Re: [tor-bugs] #21357 [Core Tor/Tor]: potential bug: Some IPv6Exits do not add the ipv6-policy line to their descriptor



#21357: potential bug: Some IPv6Exits do not add the ipv6-policy line to their
descriptor
-------------------------------+------------------------------------
 Reporter:  cypherpunks        |          Owner:
     Type:  defect             |         Status:  needs_information
 Priority:  Medium             |      Milestone:  Tor: 0.2.9.x-final
Component:  Core Tor/Tor       |        Version:  Tor: 0.2.4.7-alpha
 Severity:  Major              |     Resolution:
 Keywords:  ipv6 029-backport  |  Actual Points:  1
Parent ID:                     |         Points:  2
 Reviewer:                     |        Sponsor:
-------------------------------+------------------------------------
Changes (by teor):

 * status:  needs_review => needs_information


Comment:

 The relay operator who originally reported this bug has upgraded to a
 nightly including this patch, and reports that it works:
 https://lists.torproject.org/pipermail/tor-
 relays/2017-February/011856.html

 Their relay now has an IPv6 exit policy:
 https://atlas.torproject.org/#details/5E762A58B1F7FF92E791A1EA4F18695CAC6677CE

 > It is likely that 0.2.8 and later are affected, possible that 0.2.7 is
 affected, and unlikely that earlier versions are affected.

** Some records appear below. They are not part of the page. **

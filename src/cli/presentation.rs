//! CLI presentation: text and json formatters per command family.

mod load;
mod plan;

pub use load::{format_load_result_json, format_load_result_text};
pub use plan::{format_plan_json, format_plan_text};
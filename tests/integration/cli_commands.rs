//! Runs the graphdb-load binary against temporary workspaces.

use std::path::Path;
use std::process::{Command, Output};
use tempfile::TempDir;

const BATCH: &str = r#"{
    "A": { "sources": [{ "sourcePath": "s1", "contents": "" }], "contracts": [] },
    "B": {
        "sources": [{ "sourcePath": "s2", "contents": "contract C1 {}" }],
        "contracts": [{ "contractName": "c1", "abi": [] }]
    }
}"#;

fn graphdb_load(workspace: &Path, args: &[&str]) -> Output {
    Command::new(env!("CARGO_BIN_EXE_graphdb-load"))
        .arg("--workspace")
        .arg(workspace)
        .arg("--quiet")
        .args(args)
        .env("HOME", workspace)
        .env_remove("XDG_CONFIG_HOME")
        .env_remove("GRAPHDB_LOADER_ENV")
        .env_remove("GRAPHDB_LOADER__ENDPOINT__URL")
        .output()
        .unwrap()
}

fn workspace_with_batch() -> TempDir {
    let temp = TempDir::new().unwrap();
    std::fs::write(temp.path().join("batch.json"), BATCH).unwrap();
    temp
}

#[test]
fn plan_prints_requests_as_json() {
    let temp = workspace_with_batch();
    let batch = temp.path().join("batch.json");
    let output = graphdb_load(
        temp.path(),
        &["plan", batch.to_str().unwrap(), "--format", "json"],
    );
    assert!(output.status.success(), "{}", String::from_utf8_lossy(&output.stderr));

    let parsed: serde_json::Value = serde_json::from_slice(&output.stdout).unwrap();
    assert_eq!(parsed["total"], 3);
    let operations: Vec<&str> = parsed["requests"]
        .as_array()
        .unwrap()
        .iter()
        .map(|r| r["operation"].as_str().unwrap())
        .collect();
    assert_eq!(operations, vec!["sourcesAdd", "bytecodesAdd", "compilationsAdd"]);
}

#[test]
fn plan_text_without_bytecodes() {
    let temp = workspace_with_batch();
    let batch = temp.path().join("batch.json");
    let output = graphdb_load(temp.path(), &["plan", batch.to_str().unwrap(), "--no-bytecodes"]);
    assert!(output.status.success());
    let stdout = String::from_utf8_lossy(&output.stdout);
    assert!(stdout.contains("Total: 2 request(s) (1 sources, 0 bytecodes, 1 compilations)"));
}

#[test]
fn load_without_endpoint_fails_cleanly() {
    let temp = workspace_with_batch();
    let batch = temp.path().join("batch.json");
    let output = graphdb_load(temp.path(), &["load", batch.to_str().unwrap()]);
    assert!(!output.status.success());
    let stderr = String::from_utf8_lossy(&output.stderr);
    assert!(stderr.contains("No endpoint configured"));
}

#[test]
fn load_reports_unreachable_endpoint_as_execution_failure() {
    let temp = workspace_with_batch();
    let batch = temp.path().join("batch.json");
    let output = graphdb_load(
        temp.path(),
        &[
            "load",
            batch.to_str().unwrap(),
            "--endpoint",
            "http://127.0.0.1:9/graphql",
        ],
    );
    assert!(!output.status.success());
    let stderr = String::from_utf8_lossy(&output.stderr);
    assert!(stderr.contains("No further requests were sent"));
}

#[test]
fn config_show_reflects_workspace_file() {
    let temp = TempDir::new().unwrap();
    std::fs::create_dir_all(temp.path().join("config")).unwrap();
    std::fs::write(
        temp.path().join("config").join("config.toml"),
        "[endpoint]\nurl = \"http://workspace:4444/graphql\"\n",
    )
    .unwrap();

    let output = graphdb_load(temp.path(), &["config", "show"]);
    assert!(output.status.success());
    let stdout = String::from_utf8_lossy(&output.stdout);
    assert!(stdout.contains("url = \"http://workspace:4444/graphql\""));
    assert!(stdout.contains("[load]"));
}
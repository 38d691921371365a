//! Per-record stages: one request per record, results collected in record order.

use crate::error::LoadError;
use crate::loader::request::{Operation, Request, RequestKey, Response};
use crate::loader::saga::{Phase, Saga, Step};

/// A category of record that is registered one record per request.
pub trait RecordStage {
    type Record;
    type Id;

    const OPERATION: Operation;

    /// Key of the compilation unit the records belong to.
    fn unit_key(&self) -> &str;

    /// Input variables registering a single record.
    fn variables(&self, record: &Self::Record) -> serde_json::Value;

    /// Identifier(s) assigned to the record, read from its response.
    fn extract(&self, response: &Response) -> Result<Self::Id, LoadError>;
}

/// Saga walking a list of records through a [`RecordStage`].
pub struct EachRecord<S: RecordStage> {
    stage: S,
    records: Vec<S::Record>,
    next: usize,
    collected: Vec<S::Id>,
    phase: Phase,
}

impl<S: RecordStage> EachRecord<S> {
    pub fn new(stage: S, records: Vec<S::Record>) -> Self {
        let capacity = records.len();
        Self {
            stage,
            records,
            next: 0,
            collected: Vec::with_capacity(capacity),
            phase: Phase::Fresh,
        }
    }

    fn request_for(&self, index: usize) -> Request {
        Request::new(
            S::OPERATION,
            RequestKey::record(self.stage.unit_key(), index),
            self.stage.variables(&self.records[index]),
        )
    }
}

impl<S: RecordStage> Saga for EachRecord<S> {
    type Output = Vec<S::Id>;

    fn resume(&mut self, response: Option<Response>) -> Result<Step<Self::Output>, LoadError> {
        if let Some(response) = self.phase.accept(S::OPERATION.name(), response)? {
            let id = self.stage.extract(&response)?;
            self.collected.push(id);
            self.next += 1;
        }

        if self.next < self.records.len() {
            self.phase = Phase::Suspended;
            return Ok(Step::Yield(self.request_for(self.next)));
        }

        self.phase = Phase::Finished;
        Ok(Step::Complete(std::mem::take(&mut self.collected)))
    }
}
//! Workspace config file source: config/config.toml and config/{env}.toml

use config::builder::DefaultState;
use config::ConfigBuilder;
use config::ConfigError;
use config::File;
use std::path::Path;

/// Environment variable selecting the env-specific workspace file.
pub const ENV_NAME_VAR: &str = "GRAPHDB_LOADER_ENV";

/// Add workspace config files to builder.
/// Precedence: config/config.toml (base) then config/{GRAPHDB_LOADER_ENV}.toml (env-specific).
pub fn add_to_builder(
    builder: ConfigBuilder<DefaultState>,
    workspace_root: &Path,
) -> Result<ConfigBuilder<DefaultState>, ConfigError> {
    let config_dir = workspace_root.join("config");
    let env_name = std::env::var(ENV_NAME_VAR).unwrap_or_else(|_| "development".to_string());

    let mut builder = builder;

    let base_config_path = config_dir.join("config.toml");
    if base_config_path.exists() {
        builder = builder.add_source(File::from(base_config_path.as_path()).required(false));
    }

    let env_config_path = config_dir.join(format!("{}.toml", env_name));
    if env_config_path.exists() {
        builder = builder.add_source(File::from(env_config_path.as_path()).required(false));
    }

    Ok(builder)
}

 I'll clarify: earlier versions may be affected if they explicitly block
 networks smaller than an IPv6 /32 or larger than an IPv6 /7. The first
 behaviour is unintentional, the second is intentional but the wrong number
 of addresses for IPv6 (both are fixed in this patch).

 Later versions automatically block their own IPv6 ORPort's address, so
 IPv6 Exits with an IPv6 ORPort are almost always affected (unless their
 Exit policies start by blocking a /32 to /7 containing their IPv6 address,
 which ends up removing the individual address as redundant).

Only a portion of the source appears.